This is a 1.9-billion-year-old stromatolite — or mound made by microbes that lived in shallow water — called the Gunflint Formation in northern Minnesota. Such formations provide evidence of oxygen-rich settings on ancient Earth.. (UW Photo / Eva Stüeken)

Researchers say multicellular life could have arisen in Earth’s oceans more than 2 billion years ago, only to fall victim to a drop in oxygen levels.

That scenario is based on a study of concentrations of the element selenium of sedimentary shale, led by researchers at the University of Washington. The findings – published online in the Proceedings of the National Academy of Sciences – shed light not only on the origins of life on Earth, but on the potential for detecting life on distant planets.

Previously analyzed fossils have turned up solid evidence of complex organisms known as eukaryotes going back as far as 1.7 billion years ago. That surge in multicellular life is thought to have been caused by a well-documented rise in atmospheric oxygen levels.

The newly published analysis paints a more complex picture. Because selenium reacts with oxygen in characteristic ways, the balance of different isotopes of the element can serve as an indicator for oxygen levels when the rocks were formed.

UW postdoctoral researcher Michael Kipp and his colleagues focused on rocks that went back to a period between 2 billion and 2.4 billion years ago. The selenium isotopes indicated that there was ample oxygen for a stretch of time lasting about a quarter of a billion years.

“This research shows that there was enough oxygen in the environment to have allowed complex cells to have evolved, and to have become ecologically important, before there was fossil evidence,” UW astrobiologist Roger Buick, the study’s senior author, said in a news release. “That doesn’t mean that they did – but they could have.”

The geological record shows that the oxygen levels rose, then crashed dramatically, and then rose again to usher in the age of complex life as we know it.

The initial burst of oxygen was apparently moderately significant in the atmosphere and the surface ocean, but not in the deep ocean, said Eva Stüeken, a former UW researcher who is now a faculty member at the University of St. Andrews in Scotland.

Stüeken said the reasons for the rise and fall in oxygen levels are not fully known, although they may relate to rock weathering. “That’s the million-dollar question,” she said.

The researchers said their findings had implications for the search for life on planets beyond our solar system. A future generation of powerful telescopes could analyze the atmospheres of exoplanets to look for traces of oxygen and other gases linked to biological activity. In light of the newly published results, Kipp said those analyses should be done carefully.

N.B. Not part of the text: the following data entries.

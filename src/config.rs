//! The o4 configuration file.
//!
//! A flat `key = value` line format (a de-facto wire format shared with the
//! other o4 deployments, so it is parsed as-is rather than re-modeled):
//! `#` comments and blank lines are ignored, lines without `=` are warned
//! about and skipped, later files and later lines win, and values may
//! reference other keys as `${key}`.
//!
//! Sources, in order: `$O4CONFIG` (or `~/o4.config` when unset), then
//! `$BLT_HOME/config.blt` appended.

use std::collections::BTreeMap;
use std::path::{Path, PathBuf};

use o4_fstat::server::ServerConfig;
use tracing::warn;

// The server redirects to an existing fstat file within this many changes
// of the request rather than creating a new one. A sparser submitted-CL
// sequence wants a larger value.
const DEFAULT_NEARBY: u64 = 5000;

#[derive(Clone, Debug, Default)]
pub struct O4Config {
    props: BTreeMap<String, String>,
}

impl O4Config {
    /// Load from the standard locations. Missing files are fine; unreadable
    /// ones only cost a warning.
    pub fn load() -> Self {
        let mut config = Self::default();
        match std::env::var_os("O4CONFIG") {
            Some(path) => config.read_file(Path::new(&path)),
            None => {
                if let Some(home) = std::env::var_os("HOME") {
                    let path = PathBuf::from(home).join("o4.config");
                    if path.exists() {
                        config.read_file(&path);
                    }
                }
            }
        }
        if let Some(blt) = std::env::var_os("BLT_HOME") {
            let path = PathBuf::from(blt).join("config.blt");
            if path.exists() {
                config.read_file(&path);
            }
        }
        config
    }

    pub fn from_lines(content: &str, origin: &str) -> Self {
        let mut config = Self::default();
        config.parse(content, origin);
        config
    }

    fn read_file(&mut self, path: &Path) {
        match std::fs::read_to_string(path) {
            Ok(content) => self.parse(&content, &path.display().to_string()),
            Err(e) => warn!(file = %path.display(), "could not read o4 configuration: {e}"),
        }
    }

    fn parse(&mut self, content: &str, origin: &str) {
        for line in content.lines() {
            let line = line.trim();
            if line.is_empty() || line.starts_with('#') {
                continue;
            }
            match line.split_once('=') {
                Some((key, value)) => {
                    self.props
                        .insert(key.trim().to_owned(), value.trim().to_owned());
                }
                None => warn!(file = %origin, "ignoring configuration line: {line}"),
            }
        }
    }

    fn get(&self, key: &str) -> Option<&str> {
        self.props.get(key).map(String::as_str)
    }

    /// Resolve `${key}` references against the loaded properties.
    fn expand(&self, value: &str) -> String {
        let mut out = String::with_capacity(value.len());
        let mut rest = value;
        while let Some(start) = rest.find("${") {
            out.push_str(&rest[..start]);
            match rest[start + 2..].find('}') {
                Some(end) => {
                    let key = &rest[start + 2..start + 2 + end];
                    match self.get(key) {
                        Some(v) => out.push_str(v),
                        None => warn!(key, "configuration variable not found"),
                    }
                    rest = &rest[start + 2 + end + 1..];
                }
                None => {
                    out.push_str(&rest[start..]);
                    rest = "";
                }
            }
        }
        out.push_str(rest);
        out
    }

    /// Remote fstat service settings, unless disabled (`$NOO4SERVER`) or
    /// unconfigured.
    pub fn fstat_server(&self) -> Option<ServerConfig> {
        if std::env::var_os("NOO4SERVER").is_some() {
            return None;
        }
        let url = self.get("o4.fstat_server_url")?.to_owned();
        let nearby = self
            .get("o4.fstat_server.nearby")
            .and_then(|v| v.parse().ok())
            .unwrap_or(DEFAULT_NEARBY);
        let auth = self.fstat_server_auth();
        let cert = match self.get("o4.fstat_server_cert") {
            None | Some("") | Some("none") => None,
            Some(path) => {
                let path = PathBuf::from(self.expand(path));
                if path.exists() {
                    Some(path)
                } else {
                    warn!(cert = %path.display(), "fstat server certificate file does not exist");
                    None
                }
            }
        };
        Some(ServerConfig {
            url,
            nearby,
            auth,
            cert,
        })
    }

    fn fstat_server_auth(&self) -> Option<(String, String)> {
        let spec = self.get("o4.fstat_server_auth")?;
        let mut parts = spec.splitn(3, ':');
        let method = parts.next().unwrap_or("");
        let user = self.expand(parts.next()?);
        let password = self.expand(parts.next()?);
        match method {
            "basic" => Some((user, password)),
            "digest" => {
                warn!("digest auth for the fstat server is not supported; sending no credentials");
                None
            }
            other => {
                warn!(method = other, "unknown fstat server auth method");
                None
            }
        }
    }

    pub fn allow_nonflat_clientspec(&self) -> bool {
        match self.get("o4.allow_nonflat_clientspec") {
            Some(v) => v == "true",
            // A development edition of the surrounding toolchain implies
            // hand-maintained clientspecs.
            None => self.get("blt.edition.dev") == Some("false"),
        }
    }

    /// Per-directory cache ceiling, e.g. `o4.cache.maximum_dir_size = 2g`.
    pub fn maximum_dir_size(&self) -> Option<u64> {
        scaled_int(self.get("o4.cache.maximum_dir_size")?)
    }

    /// Free-space floor for shared cache hosts, e.g. `5g`.
    pub fn minimum_disk_free(&self) -> Option<u64> {
        scaled_int(self.get("o4.cache.minimum_disk_free")?)
    }

    /// Extra default arguments for a subcommand: `o4.args.<cmd>` then
    /// `o4.args`, injected right after the subcommand word.
    pub fn cmdline_args(&self, subcommand: &str) -> Vec<String> {
        let mut args = Vec::new();
        if let Some(spec) = self.get(&format!("o4.args.{subcommand}")) {
            args.extend(split_args(spec));
        }
        if let Some(spec) = self.get("o4.args") {
            args.extend(split_args(spec));
        }
        args
    }
}

/// `<n>[k|m|g]` byte counts.
fn scaled_int(value: &str) -> Option<u64> {
    let value = value.trim();
    if value.is_empty() {
        return None;
    }
    if let Ok(n) = value.parse::<u64>() {
        return Some(n);
    }
    let (num, scale) = value.split_at(value.len() - 1);
    let factor: u64 = match scale {
        "k" => 1024,
        "m" => 1024 * 1024,
        "g" => 1024 * 1024 * 1024,
        _ => return None,
    };
    num.trim().parse::<u64>().ok().map(|n| n * factor)
}

/// Whitespace splitting with simple single/double quoting.
fn split_args(spec: &str) -> Vec<String> {
    let mut args = Vec::new();
    let mut current = String::new();
    let mut quote: Option<char> = None;
    for c in spec.chars() {
        match quote {
            Some(q) if c == q => quote = None,
            Some(_) => current.push(c),
            None => match c {
                '\'' | '"' => quote = Some(c),
                c if c.is_whitespace() => {
                    if !current.is_empty() {
                        args.push(std::mem::take(&mut current));
                    }
                }
                c => current.push(c),
            },
        }
    }
    if !current.is_empty() {
        args.push(current);
    }
    args
}

#[cfg(test)]
mod tests {
    use super::*;

    #[test]
    fn parses_and_interpolates() {
        let config = O4Config::from_lines(
            "# comment\n\
             token.id = alice\n\
             token.hash = s3cret\n\
             o4.fstat_server_url = https://o4.example.com\n\
             o4.fstat_server_auth = basic:${token.id}:${token.hash}\n\
             o4.fstat_server.nearby = 100\n\
             not a setting\n",
            "test",
        );
        let server = config.fstat_server().unwrap();
        assert_eq!(server.url, "https://o4.example.com");
        assert_eq!(server.nearby, 100);
        assert_eq!(server.auth, Some(("alice".to_owned(), "s3cret".to_owned())));
    }

    #[test]
    fn digest_auth_downgrades_to_none() {
        let config = O4Config::from_lines(
            "o4.fstat_server_url = https://x\n\
             o4.fstat_server_auth = digest:u:p\n",
            "test",
        );
        assert_eq!(config.fstat_server().unwrap().auth, None);
    }

    #[test]
    fn scaled_sizes() {
        assert_eq!(scaled_int("123"), Some(123));
        assert_eq!(scaled_int("2k"), Some(2048));
        assert_eq!(scaled_int("3m"), Some(3 * 1024 * 1024));
        assert_eq!(scaled_int("5g"), Some(5 << 30));
        assert_eq!(scaled_int("5x"), None);
        assert_eq!(scaled_int(""), None);
    }

    #[test]
    fn cmdline_args_specific_then_general() {
        let config =
            O4Config::from_lines("o4.args.sync = -q\no4.args = -v 'two words'\n", "test");
        assert_eq!(config.cmdline_args("sync"), vec!["-q", "-v", "two words"]);
        assert_eq!(config.cmdline_args("status"), vec!["-v", "two words"]);
    }

    #[test]
    fn nonflat_clientspec_flag() {
        let yes = O4Config::from_lines("o4.allow_nonflat_clientspec = true\n", "t");
        assert!(yes.allow_nonflat_clientspec());
        let no = O4Config::from_lines("", "t");
        assert!(!no.allow_nonflat_clientspec());
    }
}
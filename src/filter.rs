//! Record filter stages: `o4 keep`, `o4 drop`, `o4 keep-any`.
//!
//! A filter forwards or swallows each record according to a set of
//! predicates combined by the filter mode: `keep` forwards when every
//! predicate holds, `keep-any` when at least one does, `drop` when none do.
//! Passthrough control lines are always forwarded.

use std::collections::{BTreeSet, HashMap, HashSet};
use std::io::{BufRead, Write};
use std::path::{Path, PathBuf};

use anyhow::{Result, bail};
use o4_fstat::record::{Line, decode_line};
use o4_fstat::FstatRecord;
use o4_pyforce::checksum;

use crate::context::Context;

#[derive(Clone, Copy, Debug, PartialEq, Eq)]
pub enum FilterMode {
    Keep,
    KeepAny,
    Drop,
}

/// One testable property of a record against the workspace.
#[derive(Clone, Debug)]
pub enum Predicate {
    /// The record is a delete (empty checksum).
    Deletes,
    /// File presence on disk matches the record: exists (and is not a
    /// directory) iff the record is not a delete.
    Existence,
    /// On-disk content matches the declared checksum (symlinks trivially
    /// match; a directory satisfies a delete).
    Checksum,
    /// The on-disk path matches the record's case exactly. Only meaningful
    /// on case-insensitive filesystems; elsewhere it is always true.
    Case,
    /// The file is currently open for edit in p4.
    Open,
    /// The record's path is in the given list AND the file is absent.
    Deleted(BTreeSet<String>),
}

/// A filter stage: mode plus `(predicate, inverted)` pairs.
pub struct FilterStage {
    mode: FilterMode,
    predicates: Vec<(Predicate, bool)>,
    ctx: Context,
    case_cache: DirCache,
    /// Lazily loaded `p4 opened` set, shared by all `Open` predicates of
    /// this stage — one server call per stage, not per record.
    opened: Option<HashSet<String>>,
}

impl FilterStage {
    pub fn new(ctx: Context, mode: FilterMode, predicates: Vec<(Predicate, bool)>) -> Result<Self> {
        if predicates.is_empty() {
            bail!("no predicates supplied to the filter");
        }
        Ok(Self {
            mode,
            predicates,
            ctx,
            case_cache: DirCache::default(),
            opened: None,
        })
    }

    pub fn run(&mut self, input: &mut dyn BufRead, out: &mut dyn Write) -> Result<()> {
        for line in input.lines() {
            let line = line?;
            match decode_line(&line)? {
                Line::Blank => {}
                Line::Passthrough(raw) => writeln!(out, "{raw}")?,
                Line::Record(record) => {
                    if self.matches(&record)? {
                        writeln!(out, "{}", record.encode())?;
                    }
                }
            }
        }
        Ok(())
    }

    pub fn matches(&mut self, record: &FstatRecord) -> Result<bool> {
        let mut any = false;
        let mut all = true;
        for (predicate, invert) in &self.predicates {
            let hit =
                test(predicate, record, &self.ctx, &mut self.case_cache, &mut self.opened)?
                    != *invert;
            any |= hit;
            all &= hit;
        }
        Ok(match self.mode {
            FilterMode::Keep => all,
            FilterMode::KeepAny => any,
            FilterMode::Drop => !any,
        })
    }
}

fn test(
    predicate: &Predicate,
    record: &FstatRecord,
    ctx: &Context,
    case_cache: &mut DirCache,
    opened: &mut Option<HashSet<String>>,
) -> Result<bool> {
    let path = Path::new(&record.path);
    Ok(match predicate {
        Predicate::Deletes => record.is_delete(),
        Predicate::Existence => file_present(path) == !record.is_delete(),
        Predicate::Checksum => {
            if lexists(path) {
                if record.is_delete() {
                    path.is_dir()
                } else if record.is_symlink() {
                    true
                } else {
                    checksum(path, &record.size)?.as_deref() == Some(record.checksum.as_str())
                }
            } else {
                record.is_delete()
            }
        }
        Predicate::Case => case_cache.caseful_accurate(&record.path),
        Predicate::Open => {
            if opened.is_none() {
                let files = crate::context::opened_files(ctx.depot_root())?;
                *opened = Some(files.into_iter().map(|(path, _)| path).collect());
            }
            opened.as_ref().is_some_and(|set| set.contains(&record.path))
        }
        Predicate::Deleted(names) => names.contains(&record.path) && !path.exists(),
    })
}

/// The file exists and is not a directory (symlinks count as present, even
/// dangling ones; a directory where a file should be does not).
fn file_present(path: &Path) -> bool {
    lexists(path) && !path.is_dir()
}

fn lexists(path: &Path) -> bool {
    path.symlink_metadata().is_ok()
}

/// Per-directory listing cache for caseful path verification. On a
/// case-insensitive filesystem a file can be reachable under the wrong
/// case; syncing it there would diverge from the depot.
#[derive(Default)]
pub struct DirCache {
    listings: HashMap<PathBuf, HashSet<String>>,
}

impl DirCache {
    /// True when `path` names an existing file by its exact on-disk case,
    /// checked component by component. Always true on case-sensitive
    /// filesystems (and for paths that do not exist).
    pub fn caseful_accurate(&mut self, path: &str) -> bool {
        if !cfg!(target_os = "macos") || !lexists(Path::new(path)) {
            return true;
        }
        let mut current = path;
        while current != "." && !current.is_empty() {
            let (dir, base) = match current.rsplit_once('/') {
                Some((dir, base)) => (dir, base),
                None => (".", current),
            };
            let listing = self
                .listings
                .entry(PathBuf::from(dir))
                .or_insert_with(|| {
                    std::fs::read_dir(dir)
                        .map(|entries| {
                            entries
                                .flatten()
                                .map(|e| e.file_name().to_string_lossy().into_owned())
                                .collect()
                        })
                        .unwrap_or_default()
                });
            if !listing.contains(base) {
                return false;
            }
            current = if dir == "." { "" } else { dir };
        }
        true
    }
}

#[cfg(test)]
mod tests {
    use super::*;
    use o4_fstat::record::decode_line as decode;
    use std::fs;
    use tempfile::TempDir;

    fn ctx() -> Context {
        Context {
            depot_path: "//depot/app/...".to_owned(),
            client_root: PathBuf::from("/tmp"),
            client_path: "//client/app".to_owned(),
            changelist: 0,
        }
    }

    fn record(line: &str) -> FstatRecord {
        match decode(line).unwrap() {
            Line::Record(r) => r,
            other => panic!("{other:?}"),
        }
    }

    fn stage(mode: FilterMode, predicates: Vec<(Predicate, bool)>) -> FilterStage {
        FilterStage::new(ctx(), mode, predicates).unwrap()
    }

    /// Run predicates against records with paths under a temp workspace.
    fn in_dir(dir: &TempDir, rel: &str) -> String {
        dir.path().join(rel).display().to_string()
    }

    #[test]
    fn empty_predicate_set_is_an_error() {
        assert!(FilterStage::new(ctx(), FilterMode::Keep, Vec::new()).is_err());
    }

    #[test]
    fn deletes_predicate() {
        let mut s = stage(FilterMode::Keep, vec![(Predicate::Deletes, false)]);
        assert!(s.matches(&record("1,gone,0,0,")).unwrap());
        assert!(!s.matches(&record("1,kept,1,3,ABCD")).unwrap());
    }

    #[test]
    fn existence_predicate() {
        let dir = TempDir::new().unwrap();
        let present = in_dir(&dir, "present.txt");
        fs::write(&present, "abc").unwrap();
        let missing = in_dir(&dir, "missing.txt");

        let mut s = stage(FilterMode::Keep, vec![(Predicate::Existence, false)]);
        // Non-delete + file present: correct.
        assert!(s
            .matches(&record(&format!("1,{present},1,3,ABCD")))
            .unwrap());
        // Non-delete + missing: wrong.
        assert!(!s
            .matches(&record(&format!("1,{missing},1,3,ABCD")))
            .unwrap());
        // Delete + missing: correct.
        assert!(s.matches(&record(&format!("1,{missing},0,0,"))).unwrap());
        // Delete + present: wrong.
        assert!(!s.matches(&record(&format!("1,{present},0,0,"))).unwrap());
    }

    #[test]
    fn checksum_predicate_and_inversion() {
        let dir = TempDir::new().unwrap();
        let path = in_dir(&dir, "a.txt");
        fs::write(&path, "abc").unwrap();
        let good = format!("1,{path},1,3,900150983CD24FB0D6963F7D28E17F72");
        let bad = format!("1,{path},1,3,00000000000000000000000000000000");

        let mut keep = stage(FilterMode::Keep, vec![(Predicate::Checksum, false)]);
        assert!(keep.matches(&record(&good)).unwrap());
        assert!(!keep.matches(&record(&bad)).unwrap());

        // drop --checksum forwards only mismatches: the retry-loop filter.
        let mut drop = stage(FilterMode::Drop, vec![(Predicate::Checksum, false)]);
        assert!(!drop.matches(&record(&good)).unwrap());
        assert!(drop.matches(&record(&bad)).unwrap());
    }

    #[test]
    fn drop_mode_forwards_when_no_predicate_hits() {
        let dir = TempDir::new().unwrap();
        let present = in_dir(&dir, "f");
        fs::write(&present, "x").unwrap();
        // drop --not-deletes --existence: forwards deletes whose file still
        // exists — the delete pass of a sync.
        let mut s = stage(
            FilterMode::Drop,
            vec![(Predicate::Deletes, true), (Predicate::Existence, false)],
        );
        assert!(s.matches(&record(&format!("1,{present},0,0,"))).unwrap());
        let missing = in_dir(&dir, "gone");
        assert!(!s.matches(&record(&format!("1,{missing},0,0,"))).unwrap());
    }

    #[test]
    fn keep_any_mode() {
        let mut s = stage(
            FilterMode::KeepAny,
            vec![(Predicate::Deletes, false), (Predicate::Deletes, true)],
        );
        // One of the two opposite predicates always holds.
        assert!(s.matches(&record("1,x,1,1,AB")).unwrap());
        assert!(s.matches(&record("1,x,0,0,")).unwrap());
    }

    #[test]
    fn deleted_list_predicate() {
        let dir = TempDir::new().unwrap();
        let missing = in_dir(&dir, "renamed.c");
        let mut set = BTreeSet::new();
        set.insert(missing.clone());
        let mut s = stage(FilterMode::Keep, vec![(Predicate::Deleted(set), false)]);
        assert!(s.matches(&record(&format!("1,{missing},1,1,AB"))).unwrap());
        assert!(!s.matches(&record("1,other,1,1,AB")).unwrap());
    }

    #[test]
    fn case_predicate_is_identity_on_case_sensitive_fs() {
        if cfg!(target_os = "macos") {
            return;
        }
        let mut cache = DirCache::default();
        assert!(cache.caseful_accurate("Whatever/Mixed/Case.txt"));
    }

    #[test]
    fn symlinks_count_as_present_and_match_checksums() {
        let dir = TempDir::new().unwrap();
        let link = in_dir(&dir, "link");
        std::os::unix::fs::symlink("no-such-target", &link).unwrap();

        let mut s = stage(FilterMode::Keep, vec![(Predicate::Existence, false)]);
        assert!(s
            .matches(&record(&format!("1,{link},1,14/symlink,ABCD")))
            .unwrap());
        let mut c = stage(FilterMode::Keep, vec![(Predicate::Checksum, false)]);
        assert!(c
            .matches(&record(&format!("1,{link},1,14/symlink,ABCD")))
            .unwrap());
    }
}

“The recognition of an interval in Earth’s distant past that may have had near-modern oxygen levels, but far different biological inhabitants, could mean that the remote detection of an oxygen-rich world is not necessarily proof of a complex biosphere,” Kipp said.

In addition to Kipp, Stüeken and Buick, the authors of “Selenium Isotopes Record Extensive Marine Suboxia During the Great Oxidation Event” include Andrey Bekker of the University of California at Riverside. Bekker came up with the original hypothesis for the rise and fall in oxygen associated with a phenomenon known as the Lomagundi Event.